# Records supplied
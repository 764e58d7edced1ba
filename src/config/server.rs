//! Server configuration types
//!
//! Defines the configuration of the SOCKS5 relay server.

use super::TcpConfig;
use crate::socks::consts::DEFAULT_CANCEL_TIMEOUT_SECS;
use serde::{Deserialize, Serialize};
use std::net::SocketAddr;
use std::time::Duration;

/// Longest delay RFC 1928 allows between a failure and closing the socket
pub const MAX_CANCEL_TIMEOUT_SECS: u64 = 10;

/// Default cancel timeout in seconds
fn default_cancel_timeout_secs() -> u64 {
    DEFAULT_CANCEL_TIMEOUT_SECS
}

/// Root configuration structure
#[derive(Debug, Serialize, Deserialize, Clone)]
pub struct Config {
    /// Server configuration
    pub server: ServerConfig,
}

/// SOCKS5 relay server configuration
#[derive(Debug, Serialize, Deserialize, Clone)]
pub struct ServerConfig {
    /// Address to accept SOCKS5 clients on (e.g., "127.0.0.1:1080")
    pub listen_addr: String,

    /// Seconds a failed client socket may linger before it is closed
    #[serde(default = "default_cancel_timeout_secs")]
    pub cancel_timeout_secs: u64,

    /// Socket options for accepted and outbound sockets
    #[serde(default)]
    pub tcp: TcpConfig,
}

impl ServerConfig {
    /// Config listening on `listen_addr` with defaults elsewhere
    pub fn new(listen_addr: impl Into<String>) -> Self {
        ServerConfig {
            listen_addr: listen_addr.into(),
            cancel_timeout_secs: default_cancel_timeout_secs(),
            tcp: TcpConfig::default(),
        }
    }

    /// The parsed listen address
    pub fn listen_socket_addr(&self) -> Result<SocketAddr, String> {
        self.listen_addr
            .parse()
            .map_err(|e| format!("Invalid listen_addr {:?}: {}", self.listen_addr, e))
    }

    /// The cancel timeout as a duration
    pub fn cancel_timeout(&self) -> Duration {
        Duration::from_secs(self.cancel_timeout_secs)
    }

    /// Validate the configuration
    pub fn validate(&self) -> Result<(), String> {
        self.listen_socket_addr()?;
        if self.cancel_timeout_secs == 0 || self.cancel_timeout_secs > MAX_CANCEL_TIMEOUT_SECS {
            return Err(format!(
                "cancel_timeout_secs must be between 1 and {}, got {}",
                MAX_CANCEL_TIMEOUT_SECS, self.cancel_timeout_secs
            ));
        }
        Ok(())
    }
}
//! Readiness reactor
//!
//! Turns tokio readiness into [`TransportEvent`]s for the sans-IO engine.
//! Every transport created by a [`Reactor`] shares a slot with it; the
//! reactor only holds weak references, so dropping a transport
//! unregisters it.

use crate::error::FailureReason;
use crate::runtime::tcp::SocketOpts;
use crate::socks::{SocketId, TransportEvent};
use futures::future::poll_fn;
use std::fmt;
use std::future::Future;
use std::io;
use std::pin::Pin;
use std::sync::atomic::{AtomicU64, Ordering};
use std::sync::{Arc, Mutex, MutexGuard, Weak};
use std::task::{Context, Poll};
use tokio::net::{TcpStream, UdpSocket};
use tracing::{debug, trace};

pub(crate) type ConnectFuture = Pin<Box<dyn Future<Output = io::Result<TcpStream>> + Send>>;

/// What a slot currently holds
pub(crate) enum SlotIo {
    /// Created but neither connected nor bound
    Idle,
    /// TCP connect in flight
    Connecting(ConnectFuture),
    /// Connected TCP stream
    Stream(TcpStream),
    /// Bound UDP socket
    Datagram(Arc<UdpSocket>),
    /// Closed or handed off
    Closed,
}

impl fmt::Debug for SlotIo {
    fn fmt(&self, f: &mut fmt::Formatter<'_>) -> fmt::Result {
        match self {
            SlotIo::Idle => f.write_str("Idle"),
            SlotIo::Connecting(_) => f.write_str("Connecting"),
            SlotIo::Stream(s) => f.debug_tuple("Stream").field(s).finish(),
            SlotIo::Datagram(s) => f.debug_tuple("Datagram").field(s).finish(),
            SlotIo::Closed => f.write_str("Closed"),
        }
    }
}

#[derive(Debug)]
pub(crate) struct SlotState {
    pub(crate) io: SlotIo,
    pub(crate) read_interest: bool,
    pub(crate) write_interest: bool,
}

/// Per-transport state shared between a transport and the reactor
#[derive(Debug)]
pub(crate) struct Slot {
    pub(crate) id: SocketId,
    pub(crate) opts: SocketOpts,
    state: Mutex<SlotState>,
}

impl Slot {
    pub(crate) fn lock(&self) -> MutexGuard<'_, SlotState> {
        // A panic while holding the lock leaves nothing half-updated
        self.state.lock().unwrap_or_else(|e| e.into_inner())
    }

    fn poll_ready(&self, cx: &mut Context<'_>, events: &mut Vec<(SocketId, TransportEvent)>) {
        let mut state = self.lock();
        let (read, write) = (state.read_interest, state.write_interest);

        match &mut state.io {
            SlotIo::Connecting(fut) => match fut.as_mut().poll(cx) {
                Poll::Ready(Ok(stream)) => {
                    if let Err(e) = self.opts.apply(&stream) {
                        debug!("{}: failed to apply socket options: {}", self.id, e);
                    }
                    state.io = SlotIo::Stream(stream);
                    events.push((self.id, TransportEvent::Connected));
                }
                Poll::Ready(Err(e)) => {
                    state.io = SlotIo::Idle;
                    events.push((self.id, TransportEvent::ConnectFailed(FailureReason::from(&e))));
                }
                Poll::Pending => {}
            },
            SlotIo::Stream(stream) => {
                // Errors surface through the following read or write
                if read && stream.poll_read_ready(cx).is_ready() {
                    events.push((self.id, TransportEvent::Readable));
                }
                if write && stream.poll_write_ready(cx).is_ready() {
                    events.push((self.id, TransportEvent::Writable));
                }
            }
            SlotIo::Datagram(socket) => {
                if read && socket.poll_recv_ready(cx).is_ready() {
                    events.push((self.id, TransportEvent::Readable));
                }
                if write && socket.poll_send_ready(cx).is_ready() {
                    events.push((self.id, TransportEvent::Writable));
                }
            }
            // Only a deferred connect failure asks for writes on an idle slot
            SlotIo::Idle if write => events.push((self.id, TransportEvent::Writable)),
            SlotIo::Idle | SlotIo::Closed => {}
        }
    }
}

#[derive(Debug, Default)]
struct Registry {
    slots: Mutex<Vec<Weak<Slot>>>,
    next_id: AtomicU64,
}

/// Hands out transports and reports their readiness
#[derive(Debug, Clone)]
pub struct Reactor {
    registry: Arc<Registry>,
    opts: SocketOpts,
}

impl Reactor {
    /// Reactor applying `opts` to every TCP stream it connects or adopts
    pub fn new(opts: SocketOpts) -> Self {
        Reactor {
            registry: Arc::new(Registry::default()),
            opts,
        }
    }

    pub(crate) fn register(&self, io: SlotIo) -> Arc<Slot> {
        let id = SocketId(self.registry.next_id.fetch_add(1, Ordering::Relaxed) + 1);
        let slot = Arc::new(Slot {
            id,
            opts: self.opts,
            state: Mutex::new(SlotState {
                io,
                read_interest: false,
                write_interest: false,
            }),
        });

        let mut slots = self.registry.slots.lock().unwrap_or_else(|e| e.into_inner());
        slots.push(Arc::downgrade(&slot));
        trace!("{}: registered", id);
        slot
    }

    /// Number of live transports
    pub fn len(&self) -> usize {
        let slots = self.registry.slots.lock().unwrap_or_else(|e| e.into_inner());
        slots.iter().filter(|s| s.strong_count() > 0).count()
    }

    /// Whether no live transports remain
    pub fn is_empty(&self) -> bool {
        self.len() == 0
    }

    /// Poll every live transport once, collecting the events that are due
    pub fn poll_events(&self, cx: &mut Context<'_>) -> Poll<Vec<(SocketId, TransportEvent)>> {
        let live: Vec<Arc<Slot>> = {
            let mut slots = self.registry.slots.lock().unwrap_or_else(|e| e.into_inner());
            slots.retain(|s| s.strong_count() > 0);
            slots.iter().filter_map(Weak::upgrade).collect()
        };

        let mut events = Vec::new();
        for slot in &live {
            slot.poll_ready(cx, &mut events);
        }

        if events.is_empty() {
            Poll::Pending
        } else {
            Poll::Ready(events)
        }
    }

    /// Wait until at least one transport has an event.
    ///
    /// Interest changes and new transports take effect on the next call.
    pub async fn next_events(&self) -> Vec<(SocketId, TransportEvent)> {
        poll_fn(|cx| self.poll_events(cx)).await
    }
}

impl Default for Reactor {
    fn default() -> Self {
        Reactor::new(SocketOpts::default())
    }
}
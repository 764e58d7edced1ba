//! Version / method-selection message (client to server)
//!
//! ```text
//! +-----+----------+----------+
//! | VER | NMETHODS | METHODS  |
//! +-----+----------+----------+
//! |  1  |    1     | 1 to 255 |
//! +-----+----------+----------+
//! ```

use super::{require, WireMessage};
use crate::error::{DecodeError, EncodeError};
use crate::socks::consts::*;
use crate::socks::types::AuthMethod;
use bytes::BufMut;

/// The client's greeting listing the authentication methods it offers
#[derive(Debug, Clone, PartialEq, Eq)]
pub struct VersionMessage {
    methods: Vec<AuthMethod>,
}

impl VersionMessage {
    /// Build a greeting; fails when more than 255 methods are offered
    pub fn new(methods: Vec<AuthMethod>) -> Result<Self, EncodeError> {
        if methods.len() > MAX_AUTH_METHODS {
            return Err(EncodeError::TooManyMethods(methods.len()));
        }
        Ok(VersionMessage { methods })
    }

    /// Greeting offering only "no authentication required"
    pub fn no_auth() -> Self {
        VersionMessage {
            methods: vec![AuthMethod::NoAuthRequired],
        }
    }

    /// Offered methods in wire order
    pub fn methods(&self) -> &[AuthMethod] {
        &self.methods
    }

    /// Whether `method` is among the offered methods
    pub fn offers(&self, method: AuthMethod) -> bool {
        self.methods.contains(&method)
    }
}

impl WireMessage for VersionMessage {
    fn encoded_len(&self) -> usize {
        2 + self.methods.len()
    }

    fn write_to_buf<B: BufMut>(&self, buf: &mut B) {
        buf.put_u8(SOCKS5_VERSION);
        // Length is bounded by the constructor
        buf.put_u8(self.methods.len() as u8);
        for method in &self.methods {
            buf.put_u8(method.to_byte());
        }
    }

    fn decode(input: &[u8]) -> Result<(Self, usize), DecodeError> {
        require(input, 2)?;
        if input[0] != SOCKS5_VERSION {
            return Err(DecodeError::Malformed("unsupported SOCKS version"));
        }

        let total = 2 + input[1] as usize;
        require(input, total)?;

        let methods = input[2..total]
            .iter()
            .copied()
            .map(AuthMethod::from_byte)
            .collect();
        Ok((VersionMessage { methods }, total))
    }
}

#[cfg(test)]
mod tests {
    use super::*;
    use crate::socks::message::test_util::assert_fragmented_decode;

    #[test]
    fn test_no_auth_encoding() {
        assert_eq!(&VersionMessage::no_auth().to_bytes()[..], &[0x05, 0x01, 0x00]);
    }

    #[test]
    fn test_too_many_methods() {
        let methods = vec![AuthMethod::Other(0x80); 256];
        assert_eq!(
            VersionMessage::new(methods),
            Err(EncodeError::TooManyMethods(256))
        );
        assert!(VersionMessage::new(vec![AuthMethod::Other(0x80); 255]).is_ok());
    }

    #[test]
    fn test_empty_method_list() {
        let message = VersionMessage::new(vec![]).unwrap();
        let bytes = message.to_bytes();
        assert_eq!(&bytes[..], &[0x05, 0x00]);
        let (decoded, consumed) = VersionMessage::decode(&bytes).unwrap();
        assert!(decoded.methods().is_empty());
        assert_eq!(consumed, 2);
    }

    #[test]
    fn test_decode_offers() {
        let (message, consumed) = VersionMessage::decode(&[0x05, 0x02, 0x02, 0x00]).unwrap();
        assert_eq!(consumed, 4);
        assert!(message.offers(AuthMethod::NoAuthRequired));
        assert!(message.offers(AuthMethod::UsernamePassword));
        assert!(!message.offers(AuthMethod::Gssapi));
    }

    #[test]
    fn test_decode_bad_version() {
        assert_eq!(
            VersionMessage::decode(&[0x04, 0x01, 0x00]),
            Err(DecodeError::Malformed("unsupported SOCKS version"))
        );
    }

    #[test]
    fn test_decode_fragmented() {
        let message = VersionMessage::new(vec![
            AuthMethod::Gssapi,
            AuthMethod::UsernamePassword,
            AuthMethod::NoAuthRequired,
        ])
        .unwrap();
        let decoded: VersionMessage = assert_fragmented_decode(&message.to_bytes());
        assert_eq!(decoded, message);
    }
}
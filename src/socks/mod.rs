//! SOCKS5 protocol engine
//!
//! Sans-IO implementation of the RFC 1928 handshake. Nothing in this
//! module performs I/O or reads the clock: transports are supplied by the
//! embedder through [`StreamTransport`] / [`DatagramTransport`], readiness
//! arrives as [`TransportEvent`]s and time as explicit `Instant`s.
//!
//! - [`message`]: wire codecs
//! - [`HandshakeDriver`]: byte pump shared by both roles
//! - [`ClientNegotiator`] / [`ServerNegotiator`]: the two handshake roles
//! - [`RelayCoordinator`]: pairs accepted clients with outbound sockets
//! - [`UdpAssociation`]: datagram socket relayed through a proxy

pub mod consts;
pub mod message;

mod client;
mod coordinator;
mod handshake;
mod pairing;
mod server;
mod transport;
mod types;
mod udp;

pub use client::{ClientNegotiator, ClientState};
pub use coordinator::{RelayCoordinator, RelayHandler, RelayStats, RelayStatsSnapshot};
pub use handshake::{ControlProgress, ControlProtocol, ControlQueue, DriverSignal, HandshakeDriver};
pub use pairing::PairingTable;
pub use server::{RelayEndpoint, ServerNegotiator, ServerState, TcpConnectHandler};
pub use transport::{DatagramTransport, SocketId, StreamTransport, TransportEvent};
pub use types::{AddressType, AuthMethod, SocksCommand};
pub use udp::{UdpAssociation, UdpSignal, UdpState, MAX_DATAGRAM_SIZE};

# Exercise directions
Please make an exact copy of the lines above from the line with "fn default_cancel_timeout_secs() ->" through the line with "relay server configuration", both ends included.

# Solution to this task
fn default_cancel_timeout_secs() -> u64 {
    DEFAULT_CANCEL_TIMEOUT_SECS
}

/// Root configuration structure
#[derive(Debug, Serialize, Deserialize, Clone)]
pub struct Config {
    /// Server configuration
    pub server: ServerConfig,
}

/// SOCKS5 relay server configuration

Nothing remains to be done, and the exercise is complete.